_Saved data entries_

[Start of section]

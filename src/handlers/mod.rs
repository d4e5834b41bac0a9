// handlers/mod.rs
//
// Public: GET /, GET /health, GET /posts/, GET /posts/:id
// Bearer token required: POST /posts/, PUT /posts/:id, DELETE /posts/:id
//
// Authentication is an extractor (`AuthUser`), so each handler states in its
// signature whether it needs a caller identity.
pub mod posts;
pub mod system;

pub use posts::{create_post, delete_post, get_post, list_posts, update_post};
pub use system::{health, root};
use std::time::Duration;

use sqlx::{
    postgres::{PgConnectOptions, PgPoolOptions},
    ConnectOptions, PgPool,
};
use thiserror::Error;
use tracing::info;

use crate::config::DatabaseConfig;

/// Errors from the relational store
#[derive(Debug, Error)]
pub enum DatabaseError {
    #[error("Missing configuration: {0}")]
    ConfigMissing(&'static str),

    #[error("Invalid database URL")]
    InvalidDatabaseUrl,

    #[error(transparent)]
    Sqlx(#[from] sqlx::Error),
}

impl DatabaseError {
    /// Pool exhaustion and I/O failures mean the store is unreachable rather
    /// than that the query was wrong.
    pub fn is_unavailable(&self) -> bool {
        match self {
            DatabaseError::Sqlx(e) => matches!(
                e,
                sqlx::Error::PoolTimedOut | sqlx::Error::PoolClosed | sqlx::Error::Io(_) | sqlx::Error::Tls(_)
            ),
            _ => false,
        }
    }
}

/// Builds the connection pool shared by every request
pub struct DatabaseManager;

impl DatabaseManager {
    /// Create the pool without opening a connection. The server starts even
    /// while the database is down; /health reports the outage.
    pub fn connect_lazy(config: &DatabaseConfig) -> Result<PgPool, DatabaseError> {
        let url = config
            .url
            .as_deref()
            .ok_or(DatabaseError::ConfigMissing("DATABASE_URL"))?;

        let mut options: PgConnectOptions = url.parse().map_err(|_| DatabaseError::InvalidDatabaseUrl)?;
        if !config.enable_query_logging {
            options = options.disable_statement_logging();
        }

        let pool = PgPoolOptions::new()
            .max_connections(config.max_connections)
            .acquire_timeout(Duration::from_secs(config.connection_timeout))
            .connect_lazy_with(options);

        info!("Created database pool for: {}", Self::redacted_url(url)?);
        Ok(pool)
    }

    /// Pings the pool to ensure connectivity
    pub async fn health_check(pool: &PgPool) -> Result<(), DatabaseError> {
        sqlx::query("SELECT 1").execute(pool).await?;
        Ok(())
    }

    /// Host, port and database name only; credentials stay out of the logs.
    fn redacted_url(database_url: &str) -> Result<String, DatabaseError> {
        let url = url::Url::parse(database_url).map_err(|_| DatabaseError::InvalidDatabaseUrl)?;
        let host = url.host_str().unwrap_or("localhost");
        let port = url.port().map(|p| format!(":{}", p)).unwrap_or_default();
        Ok(format!("{}{}{}", host, port, url.path()))
    }
}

[End of section]

Find the word "posts" in the data and copy out each line where it turns up.

// Public: GET /, GET /health, GET /posts/, GET /posts/:id
// Bearer token required: POST /posts/, PUT /posts/:id, DELETE /posts/:id
pub mod posts;
pub use posts::{create_post, delete_post, get_post, list_posts, update_post};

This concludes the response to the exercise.